======== Task material ========

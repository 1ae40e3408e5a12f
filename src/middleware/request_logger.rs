use actix_web::{
    dev::{forward_ready, Service, ServiceRequest, ServiceResponse, Transform},
    Error,
};
use futures::future::LocalBoxFuture;
use std::rc::Rc;
use std::time::Instant;
use tracing::Instrument;

/// Wraps every request in a tracing span carrying a request id and logs
/// method, path, status and latency on completion.
pub struct RequestLogger;

impl<S, B> Transform<S, ServiceRequest> for RequestLogger
where
    S: Service<ServiceRequest, Response = ServiceResponse<B>, Error = Error> + 'static,
    S::Future: 'static,
    B: 'static,
{
    type Response = ServiceResponse<B>;
    type Error = Error;
    type InitError = ();
    type Transform = RequestLoggerService<S>;
    type Future = std::future::Ready<Result<Self::Transform, Self::InitError>>;

    fn new_transform(&self, service: S) -> Self::Future {
        std::future::ready(Ok(RequestLoggerService {
            service: Rc::new(service),
        }))
    }
}

pub struct RequestLoggerService<S> {
    service: Rc<S>,
}

fn response_status<B>(result: &Result<ServiceResponse<B>, Error>) -> u16 {
    match result {
        Ok(res) => res.status().as_u16(),
        Err(e) => e.as_response_error().status_code().as_u16(),
    }
}

impl<S, B> Service<ServiceRequest> for RequestLoggerService<S>
where
    S: Service<ServiceRequest, Response = ServiceResponse<B>, Error = Error> + 'static,
    S::Future: 'static,
    B: 'static,
{
    type Response = ServiceResponse<B>;
    type Error = Error;
    type Future = LocalBoxFuture<'static, Result<Self::Response, Self::Error>>;

    forward_ready!(service);

    fn call(&self, req: ServiceRequest) -> Self::Future {
        let start_time = Instant::now();
        let method = req.method().to_string();
        let path = req.path().to_string();

        let span = tracing::info_span!(
            "http_request",
            request_id = %uuid::Uuid::new_v4(),
            method = %method,
            path = %path,
        );

        let service = self.service.clone();

        Box::pin(
            async move {
                tracing::info!("Request started");
                let res = service.call(req).await;

                // Errors raised by inner middleware have not become responses yet
                tracing::info!(
                    status = response_status(&res),
                    elapsed_ms = start_time.elapsed().as_millis() as u64,
                    "Request completed"
                );

                res
            }
            .instrument(span),
        )
    }
}

#[cfg(test)]
mod tests {
    use super::*;
    use crate::error::{AppError, AuthError};
    use actix_web::{test as actix_test, HttpResponse};

    #[test]
    fn test_status_of_successful_response() {
        let res = actix_test::TestRequest::default().to_srv_response(HttpResponse::Created().finish());
        assert_eq!(response_status(&Ok(res)), 201);
    }

    #[test]
    fn test_status_of_middleware_error() {
        let result: Result<ServiceResponse, Error> =
            Err(AppError::Auth(AuthError::MissingToken).into());
        assert_eq!(response_status(&result), 401);
    }
}
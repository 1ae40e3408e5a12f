use async_trait::async_trait;
use chrono::Utc;
use std::collections::HashMap;
use std::sync::{Mutex, MutexGuard};
use uuid::Uuid;

use super::{NewUser, UserRecord, UserStore};
use crate::error::DatabaseError;

/// Process-local user store. Every operation holds the lock for its whole
/// read-check-write, so `swap_refresh_token` is atomic.
#[derive(Default)]
pub struct InMemoryUserStore {
    users: Mutex<HashMap<Uuid, UserRecord>>,
}

impl InMemoryUserStore {
    pub fn new() -> Self {
        Self::default()
    }

    fn lock(&self) -> Result<MutexGuard<'_, HashMap<Uuid, UserRecord>>, DatabaseError> {
        self.users
            .lock()
            .map_err(|_| DatabaseError::UnexpectedError("user store lock poisoned".to_string()))
    }
}

#[async_trait]
impl UserStore for InMemoryUserStore {
    async fn insert(&self, user: NewUser) -> Result<UserRecord, DatabaseError> {
        let mut users = self.lock()?;

        if users
            .values()
            .any(|u| u.username == user.username || u.email == user.email)
        {
            return Err(DatabaseError::UniqueConstraintViolation(
                "Email or username already exists".to_string(),
            ));
        }

        let now = Utc::now();
        let record = UserRecord {
            id: Uuid::new_v4(),
            username: user.username,
            email: user.email,
            full_name: user.full_name,
            avatar: user.avatar,
            cover_image: user.cover_image,
            password_hash: user.password_hash,
            refresh_token: None,
            created_at: now,
            updated_at: now,
        };
        users.insert(record.id, record.clone());

        Ok(record)
    }

    async fn find_by_id(&self, id: Uuid) -> Result<Option<UserRecord>, DatabaseError> {
        Ok(self.lock()?.get(&id).cloned())
    }

    async fn find_by_identifier(
        &self,
        identifier: &str,
    ) -> Result<Option<UserRecord>, DatabaseError> {
        Ok(self
            .lock()?
            .values()
            .find(|u| u.username == identifier || u.email == identifier)
            .cloned())
    }

    async fn set_refresh_token(&self, id: Uuid, token: &str) -> Result<(), DatabaseError> {
        let mut users = self.lock()?;
        let user = users
            .get_mut(&id)
            .ok_or_else(|| DatabaseError::NotFound(format!("user {}", id)))?;
        user.refresh_token = Some(token.to_string());
        user.updated_at = Utc::now();
        Ok(())
    }

    async fn swap_refresh_token(
        &self,
        id: Uuid,
        expected: &str,
        replacement: &str,
    ) -> Result<bool, DatabaseError> {
        let mut users = self.lock()?;
        match users.get_mut(&id) {
            Some(user) if user.refresh_token.as_deref() == Some(expected) => {
                user.refresh_token = Some(replacement.to_string());
                user.updated_at = Utc::now();
                Ok(true)
            }
            _ => Ok(false),
        }
    }

    async fn clear_refresh_token(&self, id: Uuid) -> Result<(), DatabaseError> {
        if let Some(user) = self.lock()?.get_mut(&id) {
            if user.refresh_token.take().is_some() {
                user.updated_at = Utc::now();
            }
        }
        Ok(())
    }

    async fn update_password_hash(
        &self,
        id: Uuid,
        password_hash: &str,
    ) -> Result<(), DatabaseError> {
        let mut users = self.lock()?;
        let user = users
            .get_mut(&id)
            .ok_or_else(|| DatabaseError::NotFound(format!("user {}", id)))?;
        user.password_hash = password_hash.to_string();
        user.refresh_token = None;
        user.updated_at = Utc::now();
        Ok(())
    }
}
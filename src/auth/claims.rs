/// JWT Claims structures
///
/// Payloads of the two token kinds. Both carry the standard RFC 7519
/// `sub`/`exp`/`iat`/`iss` claims; they are signed with different secrets.

use serde::{Deserialize, Serialize};
use uuid::Uuid;

use crate::error::AuthError;
use crate::store::UserRecord;

/// Claims of a short-lived access token
#[derive(Debug, Serialize, Deserialize, Clone)]
pub struct AccessClaims {
    /// Subject (user ID as UUID string)
    pub sub: String,
    pub email: String,
    pub username: String,
    #[serde(rename = "fullName")]
    pub full_name: String,
    /// Expiration time (Unix timestamp)
    pub exp: i64,
    /// Issued at (Unix timestamp)
    pub iat: i64,
    pub iss: String,
}

impl AccessClaims {
    /// Create access claims for `user`, valid for `expiry_seconds` from now
    pub fn new(user: &UserRecord, expiry_seconds: i64, issuer: String) -> Self {
        let now = chrono::Utc::now().timestamp();
        Self {
            sub: user.id.to_string(),
            email: user.email.clone(),
            username: user.username.clone(),
            full_name: user.full_name.clone(),
            exp: now + expiry_seconds,
            iat: now,
            iss: issuer,
        }
    }

    /// Extract user ID from claims
    pub fn user_id(&self) -> Result<Uuid, AuthError> {
        parse_subject(&self.sub)
    }
}

/// Claims of a long-lived refresh token
#[derive(Debug, Serialize, Deserialize, Clone)]
pub struct RefreshClaims {
    pub sub: String,
    /// Random token ID; keeps two tokens minted in the same second distinct
    pub jti: String,
    pub exp: i64,
    pub iat: i64,
    pub iss: String,
}

impl RefreshClaims {
    pub fn new(user_id: Uuid, expiry_seconds: i64, issuer: String) -> Self {
        let now = chrono::Utc::now().timestamp();
        Self {
            sub: user_id.to_string(),
            jti: Uuid::new_v4().to_string(),
            exp: now + expiry_seconds,
            iat: now,
            iss: issuer,
        }
    }

    pub fn user_id(&self) -> Result<Uuid, AuthError> {
        parse_subject(&self.sub)
    }
}

fn parse_subject(sub: &str) -> Result<Uuid, AuthError> {
    Uuid::parse_str(sub).map_err(|_| AuthError::InvalidToken)
}
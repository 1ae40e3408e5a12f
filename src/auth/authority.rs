/// Token Authority
///
/// Issues, verifies, rotates and revokes access/refresh token pairs.
/// Exactly one refresh token per user is valid at a time: the one stored on
/// the user record. Rotation replaces it with a compare-and-swap so two
/// requests racing with the same token cannot both succeed.

use std::sync::Arc;
use uuid::Uuid;

use crate::auth::jwt::{
    generate_access_token, generate_refresh_token, validate_access_token, validate_refresh_token,
};
use crate::auth::password::{digest_password, verify_password};
use crate::configuration::JwtSettings;
use crate::error::AuthError;
use crate::store::{UserRecord, UserStore};

/// A freshly issued access/refresh token pair
#[derive(Debug, Clone, PartialEq, Eq)]
pub struct TokenPair {
    pub access_token: String,
    pub refresh_token: String,
}

pub struct TokenAuthority {
    store: Arc<dyn UserStore>,
    settings: JwtSettings,
}

impl TokenAuthority {
    pub fn new(store: Arc<dyn UserStore>, settings: JwtSettings) -> Self {
        Self { store, settings }
    }

    pub fn settings(&self) -> &JwtSettings {
        &self.settings
    }

    /// Mint a pair for `user_id` and make its refresh token the current one.
    pub async fn issue(&self, user_id: Uuid) -> Result<TokenPair, AuthError> {
        let user = self
            .store
            .find_by_id(user_id)
            .await?
            .ok_or(AuthError::NotFound)?;
        self.issue_for(&user).await
    }

    /// Authenticate by username or email.
    ///
    /// `NotFound` and `InvalidCredential` are distinct here; the HTTP layer
    /// folds them together so clients cannot probe for accounts.
    pub async fn login(
        &self,
        identifier: &str,
        password: &str,
    ) -> Result<(UserRecord, TokenPair), AuthError> {
        let identifier = identifier.trim().to_lowercase();
        let user = self
            .store
            .find_by_identifier(&identifier)
            .await?
            .ok_or(AuthError::NotFound)?;

        if !self.check_password(password, &user.password_hash).await? {
            return Err(AuthError::InvalidCredential);
        }

        let pair = self.issue_for(&user).await?;
        tracing::info!(user_id = %user.id, "User logged in");
        Ok((user, pair))
    }

    /// Exchange the current refresh token for a new pair.
    pub async fn rotate(&self, presented: &str) -> Result<TokenPair, AuthError> {
        let claims = validate_refresh_token(presented, &self.settings).map_err(|e| match e {
            // An expired refresh token just means "log in again"
            AuthError::Expired => AuthError::InvalidToken,
            other => other,
        })?;
        let user_id = claims.user_id()?;

        let user = self
            .store
            .find_by_id(user_id)
            .await?
            .ok_or(AuthError::InvalidToken)?;

        if user.refresh_token.as_deref() != Some(presented) {
            tracing::warn!(user_id = %user_id, "Superseded refresh token presented");
            return Err(AuthError::TokenReuseDetected);
        }

        let pair = self.mint(&user)?;
        let swapped = self
            .store
            .swap_refresh_token(user_id, presented, &pair.refresh_token)
            .await?;
        if !swapped {
            tracing::warn!(user_id = %user_id, "Lost refresh token rotation race");
            return Err(AuthError::TokenReuseDetected);
        }

        tracing::info!(user_id = %user_id, "Refresh token rotated");
        Ok(pair)
    }

    /// Stateless access-token check; never touches the store.
    pub fn verify_access(&self, presented: &str) -> Result<Uuid, AuthError> {
        validate_access_token(presented, &self.settings)?.user_id()
    }

    /// Logout. Idempotent.
    pub async fn revoke(&self, user_id: Uuid) -> Result<(), AuthError> {
        self.store.clear_refresh_token(user_id).await?;
        tracing::info!(user_id = %user_id, "Refresh token revoked");
        Ok(())
    }

    /// Replace the password after checking the old one. Also revokes the
    /// current refresh token, so every other session has to log in again.
    pub async fn change_password(
        &self,
        user_id: Uuid,
        old_password: &str,
        new_password: &str,
    ) -> Result<(), AuthError> {
        let user = self
            .store
            .find_by_id(user_id)
            .await?
            .ok_or(AuthError::NotFound)?;

        if !self.check_password(old_password, &user.password_hash).await? {
            return Err(AuthError::InvalidCredential);
        }

        let new_password = new_password.to_string();
        let new_hash = tokio::task::spawn_blocking(move || digest_password(&new_password))
            .await
            .map_err(|e| AuthError::Crypto(e.to_string()))??;

        self.store.update_password_hash(user_id, &new_hash).await?;
        tracing::info!(user_id = %user_id, "Password changed; sessions revoked");
        Ok(())
    }

    async fn issue_for(&self, user: &UserRecord) -> Result<TokenPair, AuthError> {
        let pair = self.mint(user)?;
        self.store
            .set_refresh_token(user.id, &pair.refresh_token)
            .await?;
        Ok(pair)
    }

    fn mint(&self, user: &UserRecord) -> Result<TokenPair, AuthError> {
        Ok(TokenPair {
            access_token: generate_access_token(user, &self.settings)?,
            refresh_token: generate_refresh_token(user.id, &self.settings)?,
        })
    }

    // bcrypt is CPU-bound; keep it off the request workers
    async fn check_password(&self, password: &str, hash: &str) -> Result<bool, AuthError> {
        let password = password.to_string();
        let hash = hash.to_string();
        tokio::task::spawn_blocking(move || verify_password(&password, &hash))
            .await
            .map_err(|e| AuthError::Crypto(e.to_string()))?
    }
}
/// Input validators for account data
/// Features:
/// 1. DoS Protection: Input length limits
/// 2. Phishing Protection: Email validation
/// 3. Normalisation: usernames and emails are stored lowercase

use regex::Regex;
use lazy_static::lazy_static;

use crate::error::ValidationError;

const MAX_EMAIL_LENGTH: usize = 254; // RFC 5321
const MAX_NAME_LENGTH: usize = 256;
const MIN_EMAIL_LENGTH: usize = 5;
const MIN_USERNAME_LENGTH: usize = 3;
const MAX_USERNAME_LENGTH: usize = 30;

lazy_static! {
    // RFC 5322 simplified email regex (practical validation)
    static ref EMAIL_REGEX: Regex = Regex::new(
        r"^[a-zA-Z0-9.!#$%&'*+/=?^_`{|}~-]+@[a-zA-Z0-9](?:[a-zA-Z0-9-]{0,61}[a-zA-Z0-9])?(?:\.[a-zA-Z0-9](?:[a-zA-Z0-9-]{0,61}[a-zA-Z0-9])?)*$"
    ).unwrap();

    static ref USERNAME_REGEX: Regex = Regex::new(r"^[a-z0-9][a-z0-9._]*$").unwrap();
}

/// Validates and normalizes (trim + lowercase) an email address
pub fn is_valid_email(email: &str) -> Result<String, ValidationError> {
    let trimmed = email.trim();

    if trimmed.is_empty() {
        return Err(ValidationError::EmptyField("email".to_string()));
    }

    if trimmed.len() < MIN_EMAIL_LENGTH {
        return Err(ValidationError::TooShort("email".to_string(), MIN_EMAIL_LENGTH));
    }

    if trimmed.len() > MAX_EMAIL_LENGTH {
        return Err(ValidationError::TooLong("email".to_string(), MAX_EMAIL_LENGTH));
    }

    if !EMAIL_REGEX.is_match(trimmed) {
        return Err(ValidationError::InvalidFormat("email".to_string()));
    }

    if has_suspicious_email_patterns(trimmed) {
        return Err(ValidationError::SuspiciousContent("email".to_string()));
    }

    Ok(trimmed.to_lowercase())
}

/// Validates and normalizes (trim + lowercase) a username
pub fn is_valid_username(username: &str) -> Result<String, ValidationError> {
    let normalized = username.trim().to_lowercase();

    if normalized.is_empty() {
        return Err(ValidationError::EmptyField("username".to_string()));
    }

    if normalized.len() < MIN_USERNAME_LENGTH {
        return Err(ValidationError::TooShort("username".to_string(), MIN_USERNAME_LENGTH));
    }

    if normalized.len() > MAX_USERNAME_LENGTH {
        return Err(ValidationError::TooLong("username".to_string(), MAX_USERNAME_LENGTH));
    }

    if !USERNAME_REGEX.is_match(&normalized) {
        return Err(ValidationError::InvalidFormat("username".to_string()));
    }

    Ok(normalized)
}

/// Validates a display name
pub fn is_valid_name(name: &str) -> Result<String, ValidationError> {
    let trimmed = name.trim();

    if trimmed.is_empty() {
        return Err(ValidationError::EmptyField("fullName".to_string()));
    }

    if trimmed.len() > MAX_NAME_LENGTH {
        return Err(ValidationError::TooLong("fullName".to_string(), MAX_NAME_LENGTH));
    }

    if has_suspicious_name_patterns(trimmed) {
        return Err(ValidationError::SuspiciousContent("fullName".to_string()));
    }

    Ok(trimmed.to_string())
}

/// Validates a hosted media URL (avatar, cover image)
pub fn is_valid_media_url(field: &str, url: &str) -> Result<String, ValidationError> {
    let trimmed = url.trim();

    if trimmed.is_empty() {
        return Err(ValidationError::EmptyField(field.to_string()));
    }

    if !(trimmed.starts_with("https://") || trimmed.starts_with("http://"))
        || trimmed.chars().any(|c| c.is_whitespace() || c.is_control())
    {
        return Err(ValidationError::InvalidFormat(field.to_string()));
    }

    Ok(trimmed.to_string())
}

fn has_suspicious_email_patterns(email: &str) -> bool {
    // Extremely long local part
    if let Some(at_pos) = email.find('@') {
        if email[..at_pos].len() > 64 {
            return true;
        }
    }

    if email.matches('@').count() != 1 {
        return true;
    }

    email.contains('\0')
}

fn has_suspicious_name_patterns(name: &str) -> bool {
    if name.chars().any(|c| c.is_control()) {
        return true;
    }

    let special_char_count = name.chars()
        .filter(|c| !c.is_alphanumeric() && !c.is_whitespace())
        .filter(|c| !matches!(c, '-' | '.' | '_' | '\''))
        .count();

    special_char_count > 5
}

#[cfg(test)]
mod tests {
    use super::*;

    #[test]
    fn test_valid_email() {
        assert!(is_valid_email("user@example.com").is_ok());
        assert!(is_valid_email("test.email@domain.co.uk").is_ok());
        assert_eq!(is_valid_email(" Alice@Example.COM ").unwrap(), "alice@example.com");
    }

    #[test]
    fn test_invalid_email_format() {
        assert!(is_valid_email("invalid").is_err());
        assert!(is_valid_email("user@").is_err());
        assert!(is_valid_email("@example.com").is_err());
        assert!(is_valid_email("user@@example.com").is_err());
    }

    #[test]
    fn test_email_with_spaces_rejected() {
        assert!(is_valid_email("user' OR '1'='1@example.com").is_err());
        assert!(is_valid_email("user; DROP TABLE@example.com").is_err());
    }

    #[test]
    fn test_ordinary_words_are_not_flagged() {
        assert!(is_valid_email("podcaster@example.com").is_ok());
        assert!(is_valid_name("Sleepy Broadcast").is_ok());
        assert!(is_valid_name("Anderson Orlando").is_ok());
    }

    #[test]
    fn test_valid_username() {
        assert_eq!(is_valid_username("Alice").unwrap(), "alice");
        assert!(is_valid_username("video_fan.42").is_ok());
    }

    #[test]
    fn test_invalid_username() {
        assert!(is_valid_username("").is_err());
        assert!(is_valid_username("ab").is_err());
        assert!(is_valid_username("has space").is_err());
        assert!(is_valid_username(".hidden").is_err());
        assert!(is_valid_username(&"a".repeat(31)).is_err());
    }

    #[test]
    fn test_valid_name() {
        assert!(is_valid_name("John Doe").is_ok());
        assert!(is_valid_name("Jean-Pierre").is_ok());
        assert!(is_valid_name("O'Brien").is_ok());
    }

    #[test]
    fn test_invalid_name() {
        assert!(is_valid_name("").is_err());
        assert!(is_valid_name(&"a".repeat(257)).is_err());
        assert!(is_valid_name("Name\0with\0null").is_err());
        assert!(is_valid_name("J@hn #$%^&* Doe").is_err());
    }

    #[test]
    fn test_media_url() {
        assert!(is_valid_media_url("avatar", "https://cdn.example.com/a.png").is_ok());
        assert!(is_valid_media_url("avatar", "").is_err());
        assert!(is_valid_media_url("avatar", "ftp://example.com/a.png").is_err());
        assert!(is_valid_media_url("avatar", "https://example.com/a b.png").is_err());
    }
}
use crate::error::ConfigError;

#[derive(serde::Deserialize, Clone)]
pub struct Settings {
    pub database: DatabaseSettings,
    pub application: ApplicationSettings,
    pub jwt: JwtSettings,
}

#[derive(serde::Deserialize, Clone)]
pub struct ApplicationSettings {
    #[serde(default = "default_host")]
    pub host: String,
    pub port: u16,
    #[serde(default)]
    pub environment: Environment,
}

fn default_host() -> String {
    "127.0.0.1".to_string()
}

/// Deployment mode; decides whether session cookies carry `Secure`.
#[derive(serde::Deserialize, Clone, Copy, Debug, Default, PartialEq, Eq)]
#[serde(rename_all = "lowercase")]
pub enum Environment {
    #[default]
    Local,
    Production,
}

impl Environment {
    pub fn is_production(&self) -> bool {
        matches!(self, Environment::Production)
    }
}

#[derive(serde::Deserialize, Clone)]
pub struct DatabaseSettings {
    pub username: String,
    pub password: String,
    pub port: u16,
    pub host: String,
    pub database_name: String,
}

impl DatabaseSettings {
    pub fn connection_string(&self) -> String {
        format!(
            "postgres://{}:{}@{}:{}/{}",
            self.username, self.password, self.host, self.port, self.database_name
        )
    }

    /// Server-level connection, used to create throwaway test databases
    pub fn connection_string_without_db(&self) -> String {
        format!(
            "postgres://{}:{}@{}:{}",
            self.username, self.password, self.host, self.port
        )
    }
}

/// Signing secrets and lifetimes for both token kinds.
#[derive(serde::Deserialize, Clone)]
pub struct JwtSettings {
    pub access_token_secret: String,
    pub access_token_expiry: i64,   // seconds (e.g., 900 for 15 minutes)
    pub refresh_token_secret: String,
    pub refresh_token_expiry: i64,  // seconds (e.g., 864000 for 10 days)
    pub issuer: String,
}

impl JwtSettings {
    /// Rejects settings that would let one token kind pass as the other.
    pub fn validate(&self) -> Result<(), ConfigError> {
        if self.access_token_secret.is_empty() {
            return Err(ConfigError::MissingRequired("jwt.access_token_secret".to_string()));
        }
        if self.refresh_token_secret.is_empty() {
            return Err(ConfigError::MissingRequired("jwt.refresh_token_secret".to_string()));
        }
        if self.access_token_secret == self.refresh_token_secret {
            return Err(ConfigError::InvalidValue(
                "access and refresh token secrets must differ".to_string(),
            ));
        }
        if self.access_token_expiry <= 0 || self.refresh_token_expiry <= 0 {
            return Err(ConfigError::InvalidValue(
                "token expiries must be positive".to_string(),
            ));
        }
        Ok(())
    }
}

/// Loads `configuration.yaml` (if present) overlaid with `APP_` environment
/// variables, e.g. `APP_JWT__REFRESH_TOKEN_SECRET`.
pub fn get_configuration() -> Result<Settings, ConfigError> {
    let settings = config::Config::builder()
        .add_source(config::File::with_name("configuration").required(false))
        .add_source(
            config::Environment::with_prefix("APP")
                .prefix_separator("_")
                .separator("__"),
        )
        .build()?;
    let settings = settings.try_deserialize::<Settings>()?;
    settings.jwt.validate()?;
    Ok(settings)
}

========

Goal of the exercise: The required output is every line above from the one with "for account data" down to the one with "lowercase) a username", restated word for word, ends included.

Reply:
/// Input validators for account data
/// Features:
/// 1. DoS Protection: Input length limits
/// 2. Phishing Protection: Email validation
/// 3. Normalisation: usernames and emails are stored lowercase

use regex::Regex;
use lazy_static::lazy_static;

use crate::error::ValidationError;

const MAX_EMAIL_LENGTH: usize = 254; // RFC 5321
const MAX_NAME_LENGTH: usize = 256;
const MIN_EMAIL_LENGTH: usize = 5;
const MIN_USERNAME_LENGTH: usize = 3;
const MAX_USERNAME_LENGTH: usize = 30;

lazy_static! {
    // RFC 5322 simplified email regex (practical validation)
    static ref EMAIL_REGEX: Regex = Regex::new(
        r"^[a-zA-Z0-9.!#$%&'*+/=?^_`{|}~-]+@[a-zA-Z0-9](?:[a-zA-Z0-9-]{0,61}[a-zA-Z0-9])?(?:\.[a-zA-Z0-9](?:[a-zA-Z0-9-]{0,61}[a-zA-Z0-9])?)*$"
    ).unwrap();

    static ref USERNAME_REGEX: Regex = Regex::new(r"^[a-z0-9][a-z0-9._]*$").unwrap();
}

/// Validates and normalizes (trim + lowercase) an email address
pub fn is_valid_email(email: &str) -> Result<String, ValidationError> {
    let trimmed = email.trim();

    if trimmed.is_empty() {
        return Err(ValidationError::EmptyField("email".to_string()));
    }

    if trimmed.len() < MIN_EMAIL_LENGTH {
        return Err(ValidationError::TooShort("email".to_string(), MIN_EMAIL_LENGTH));
    }

    if trimmed.len() > MAX_EMAIL_LENGTH {
        return Err(ValidationError::TooLong("email".to_string(), MAX_EMAIL_LENGTH));
    }

    if !EMAIL_REGEX.is_match(trimmed) {
        return Err(ValidationError::InvalidFormat("email".to_string()));
    }

    if has_suspicious_email_patterns(trimmed) {
        return Err(ValidationError::SuspiciousContent("email".to_string()));
    }

    Ok(trimmed.to_lowercase())
}

/// Validates and normalizes (trim + lowercase) a username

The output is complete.